§ How to complete this task
Your task is to reproduce exactly the lines that run from the beginning of the data through the line where "let (ws_stream, response)" appears.

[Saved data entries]
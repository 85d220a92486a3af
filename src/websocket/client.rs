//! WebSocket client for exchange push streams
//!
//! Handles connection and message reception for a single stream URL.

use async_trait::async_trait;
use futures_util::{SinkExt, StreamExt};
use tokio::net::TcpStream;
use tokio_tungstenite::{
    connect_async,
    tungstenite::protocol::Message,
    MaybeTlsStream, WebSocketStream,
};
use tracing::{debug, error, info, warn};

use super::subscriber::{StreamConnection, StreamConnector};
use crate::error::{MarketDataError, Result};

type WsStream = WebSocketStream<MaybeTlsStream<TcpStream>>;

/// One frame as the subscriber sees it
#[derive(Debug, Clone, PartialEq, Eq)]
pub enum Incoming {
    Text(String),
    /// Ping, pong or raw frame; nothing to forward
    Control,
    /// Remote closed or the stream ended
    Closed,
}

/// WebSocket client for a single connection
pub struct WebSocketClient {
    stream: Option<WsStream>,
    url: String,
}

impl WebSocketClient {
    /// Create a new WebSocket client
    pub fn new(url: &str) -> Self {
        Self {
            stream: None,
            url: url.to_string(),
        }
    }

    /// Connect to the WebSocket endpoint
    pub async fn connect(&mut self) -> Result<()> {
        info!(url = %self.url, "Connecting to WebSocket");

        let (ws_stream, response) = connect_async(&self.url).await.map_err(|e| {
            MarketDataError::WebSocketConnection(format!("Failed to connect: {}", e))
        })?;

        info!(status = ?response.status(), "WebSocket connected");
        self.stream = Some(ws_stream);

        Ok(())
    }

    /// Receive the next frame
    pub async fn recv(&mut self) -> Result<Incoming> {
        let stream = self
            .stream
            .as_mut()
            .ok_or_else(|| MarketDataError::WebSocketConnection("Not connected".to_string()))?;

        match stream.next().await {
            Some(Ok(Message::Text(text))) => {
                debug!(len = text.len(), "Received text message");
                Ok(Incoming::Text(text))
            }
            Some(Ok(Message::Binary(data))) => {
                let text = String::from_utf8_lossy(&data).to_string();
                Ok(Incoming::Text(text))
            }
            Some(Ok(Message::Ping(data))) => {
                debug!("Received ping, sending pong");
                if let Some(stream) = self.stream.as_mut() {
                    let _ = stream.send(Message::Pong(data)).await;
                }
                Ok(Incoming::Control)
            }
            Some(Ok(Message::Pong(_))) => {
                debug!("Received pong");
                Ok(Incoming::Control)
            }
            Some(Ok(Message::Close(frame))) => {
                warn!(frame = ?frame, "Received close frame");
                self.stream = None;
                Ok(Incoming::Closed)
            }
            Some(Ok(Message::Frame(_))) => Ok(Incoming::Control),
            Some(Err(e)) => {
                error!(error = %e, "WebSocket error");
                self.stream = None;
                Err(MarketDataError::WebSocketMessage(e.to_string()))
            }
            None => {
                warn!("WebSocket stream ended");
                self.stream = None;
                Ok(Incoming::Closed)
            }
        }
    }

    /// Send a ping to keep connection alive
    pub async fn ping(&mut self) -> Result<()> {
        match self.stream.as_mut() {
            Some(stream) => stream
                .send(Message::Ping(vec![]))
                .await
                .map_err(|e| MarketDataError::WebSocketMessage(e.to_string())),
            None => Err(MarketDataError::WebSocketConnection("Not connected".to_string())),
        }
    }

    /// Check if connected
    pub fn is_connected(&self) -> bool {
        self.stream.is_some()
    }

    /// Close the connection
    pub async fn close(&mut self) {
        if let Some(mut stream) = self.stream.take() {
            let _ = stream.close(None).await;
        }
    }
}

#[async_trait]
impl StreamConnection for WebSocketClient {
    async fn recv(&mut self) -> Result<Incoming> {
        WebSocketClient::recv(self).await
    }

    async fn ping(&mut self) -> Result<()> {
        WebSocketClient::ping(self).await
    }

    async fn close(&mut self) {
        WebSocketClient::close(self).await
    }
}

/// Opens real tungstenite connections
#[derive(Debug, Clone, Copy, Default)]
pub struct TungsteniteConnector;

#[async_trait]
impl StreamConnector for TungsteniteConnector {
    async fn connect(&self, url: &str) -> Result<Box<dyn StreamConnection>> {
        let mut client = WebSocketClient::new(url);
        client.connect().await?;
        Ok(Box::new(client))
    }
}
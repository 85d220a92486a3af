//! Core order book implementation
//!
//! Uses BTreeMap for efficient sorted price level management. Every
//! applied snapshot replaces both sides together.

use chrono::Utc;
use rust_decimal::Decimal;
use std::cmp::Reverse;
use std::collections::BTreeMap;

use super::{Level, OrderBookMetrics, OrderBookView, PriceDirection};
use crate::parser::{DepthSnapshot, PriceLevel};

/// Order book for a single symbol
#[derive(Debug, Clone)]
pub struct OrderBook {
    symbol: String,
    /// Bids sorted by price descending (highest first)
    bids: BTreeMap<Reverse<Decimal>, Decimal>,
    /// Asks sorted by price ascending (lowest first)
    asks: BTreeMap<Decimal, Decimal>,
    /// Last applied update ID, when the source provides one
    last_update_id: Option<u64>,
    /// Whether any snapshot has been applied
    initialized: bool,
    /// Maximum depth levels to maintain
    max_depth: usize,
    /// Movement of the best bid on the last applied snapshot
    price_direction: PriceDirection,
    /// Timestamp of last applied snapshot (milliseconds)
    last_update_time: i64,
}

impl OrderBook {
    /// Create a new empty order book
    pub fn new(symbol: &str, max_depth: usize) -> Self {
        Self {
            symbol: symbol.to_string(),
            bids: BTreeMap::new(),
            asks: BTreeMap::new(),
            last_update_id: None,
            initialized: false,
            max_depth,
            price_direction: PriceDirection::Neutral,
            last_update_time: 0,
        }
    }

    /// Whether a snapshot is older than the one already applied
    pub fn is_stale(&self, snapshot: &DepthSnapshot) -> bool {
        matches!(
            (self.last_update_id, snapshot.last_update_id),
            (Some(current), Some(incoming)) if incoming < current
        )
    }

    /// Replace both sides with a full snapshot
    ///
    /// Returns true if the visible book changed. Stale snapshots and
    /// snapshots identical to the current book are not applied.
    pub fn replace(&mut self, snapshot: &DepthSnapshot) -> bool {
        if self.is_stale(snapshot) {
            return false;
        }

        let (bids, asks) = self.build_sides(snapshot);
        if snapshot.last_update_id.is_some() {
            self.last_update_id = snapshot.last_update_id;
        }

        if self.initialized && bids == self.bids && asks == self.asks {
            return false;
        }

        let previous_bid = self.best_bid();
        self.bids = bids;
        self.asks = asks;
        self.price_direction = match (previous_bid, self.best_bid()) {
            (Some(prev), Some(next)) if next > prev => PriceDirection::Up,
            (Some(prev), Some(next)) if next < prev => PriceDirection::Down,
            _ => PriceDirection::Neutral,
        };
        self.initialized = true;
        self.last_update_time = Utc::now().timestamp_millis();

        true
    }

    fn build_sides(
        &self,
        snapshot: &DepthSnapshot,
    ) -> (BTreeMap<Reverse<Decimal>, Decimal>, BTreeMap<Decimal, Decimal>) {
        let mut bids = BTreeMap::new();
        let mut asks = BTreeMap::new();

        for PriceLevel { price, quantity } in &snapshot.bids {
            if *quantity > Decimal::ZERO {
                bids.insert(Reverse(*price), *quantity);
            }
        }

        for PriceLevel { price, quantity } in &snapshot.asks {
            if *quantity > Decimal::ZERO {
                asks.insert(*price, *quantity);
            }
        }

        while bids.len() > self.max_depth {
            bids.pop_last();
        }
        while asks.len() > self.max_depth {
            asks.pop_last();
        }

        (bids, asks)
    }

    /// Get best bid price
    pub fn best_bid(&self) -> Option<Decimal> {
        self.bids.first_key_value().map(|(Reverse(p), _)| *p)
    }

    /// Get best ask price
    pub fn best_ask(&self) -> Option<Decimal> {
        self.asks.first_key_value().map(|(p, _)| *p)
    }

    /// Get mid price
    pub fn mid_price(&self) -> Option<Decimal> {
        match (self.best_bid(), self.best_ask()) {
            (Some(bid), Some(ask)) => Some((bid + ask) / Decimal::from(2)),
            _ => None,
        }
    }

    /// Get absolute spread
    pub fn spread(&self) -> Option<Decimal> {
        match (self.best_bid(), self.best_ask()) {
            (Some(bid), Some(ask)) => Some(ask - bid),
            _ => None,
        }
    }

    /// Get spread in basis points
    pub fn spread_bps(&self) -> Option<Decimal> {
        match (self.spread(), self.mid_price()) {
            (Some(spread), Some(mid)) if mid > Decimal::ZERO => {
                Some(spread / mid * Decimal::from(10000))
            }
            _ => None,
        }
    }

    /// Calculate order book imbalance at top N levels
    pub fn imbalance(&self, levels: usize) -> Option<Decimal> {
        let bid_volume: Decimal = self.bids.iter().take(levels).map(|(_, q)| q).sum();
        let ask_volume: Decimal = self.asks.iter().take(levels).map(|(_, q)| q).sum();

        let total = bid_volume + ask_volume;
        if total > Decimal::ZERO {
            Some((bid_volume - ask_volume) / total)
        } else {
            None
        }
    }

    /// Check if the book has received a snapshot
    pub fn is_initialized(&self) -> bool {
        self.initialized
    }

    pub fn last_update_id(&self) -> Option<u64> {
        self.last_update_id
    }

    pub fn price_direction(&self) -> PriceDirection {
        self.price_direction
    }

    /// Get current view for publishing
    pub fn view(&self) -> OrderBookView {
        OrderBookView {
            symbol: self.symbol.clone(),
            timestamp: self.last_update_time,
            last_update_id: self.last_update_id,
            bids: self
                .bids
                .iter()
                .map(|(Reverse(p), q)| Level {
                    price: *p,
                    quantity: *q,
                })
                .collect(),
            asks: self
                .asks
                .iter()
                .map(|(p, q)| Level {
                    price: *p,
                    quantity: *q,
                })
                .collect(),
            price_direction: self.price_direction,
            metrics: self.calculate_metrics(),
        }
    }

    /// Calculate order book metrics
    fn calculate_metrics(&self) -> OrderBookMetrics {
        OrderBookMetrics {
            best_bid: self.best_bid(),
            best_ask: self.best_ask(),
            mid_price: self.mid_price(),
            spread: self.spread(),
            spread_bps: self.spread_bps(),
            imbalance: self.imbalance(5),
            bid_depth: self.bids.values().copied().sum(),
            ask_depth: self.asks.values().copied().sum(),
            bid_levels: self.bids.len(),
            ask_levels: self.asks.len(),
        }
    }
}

§ Solution
repository 85d220a92486a3af
filename src/websocket/client.rs
//! WebSocket client for exchange push streams
//!
//! Handles connection and message reception for a single stream URL.

use async_trait::async_trait;
use futures_util::{SinkExt, StreamExt};
use tokio::net::TcpStream;
use tokio_tungstenite::{
    connect_async,
    tungstenite::protocol::Message,
    MaybeTlsStream, WebSocketStream,
};
use tracing::{debug, error, info, warn};

use super::subscriber::{StreamConnection, StreamConnector};
use crate::error::{MarketDataError, Result};

type WsStream = WebSocketStream<MaybeTlsStream<TcpStream>>;

/// One frame as the subscriber sees it
#[derive(Debug, Clone, PartialEq, Eq)]
pub enum Incoming {
    Text(String),
    /// Ping, pong or raw frame; nothing to forward
    Control,
    /// Remote closed or the stream ended
    Closed,
}

/// WebSocket client for a single connection
pub struct WebSocketClient {
    stream: Option<WsStream>,
    url: String,
}

impl WebSocketClient {
    /// Create a new WebSocket client
    pub fn new(url: &str) -> Self {
        Self {
            stream: None,
            url: url.to_string(),
        }
    }

    /// Connect to the WebSocket endpoint
    pub async fn connect(&mut self) -> Result<()> {
        info!(url = %self.url, "Connecting to WebSocket");

        let (ws_stream, response) = connect_async(&self.url).await.map_err(|e| {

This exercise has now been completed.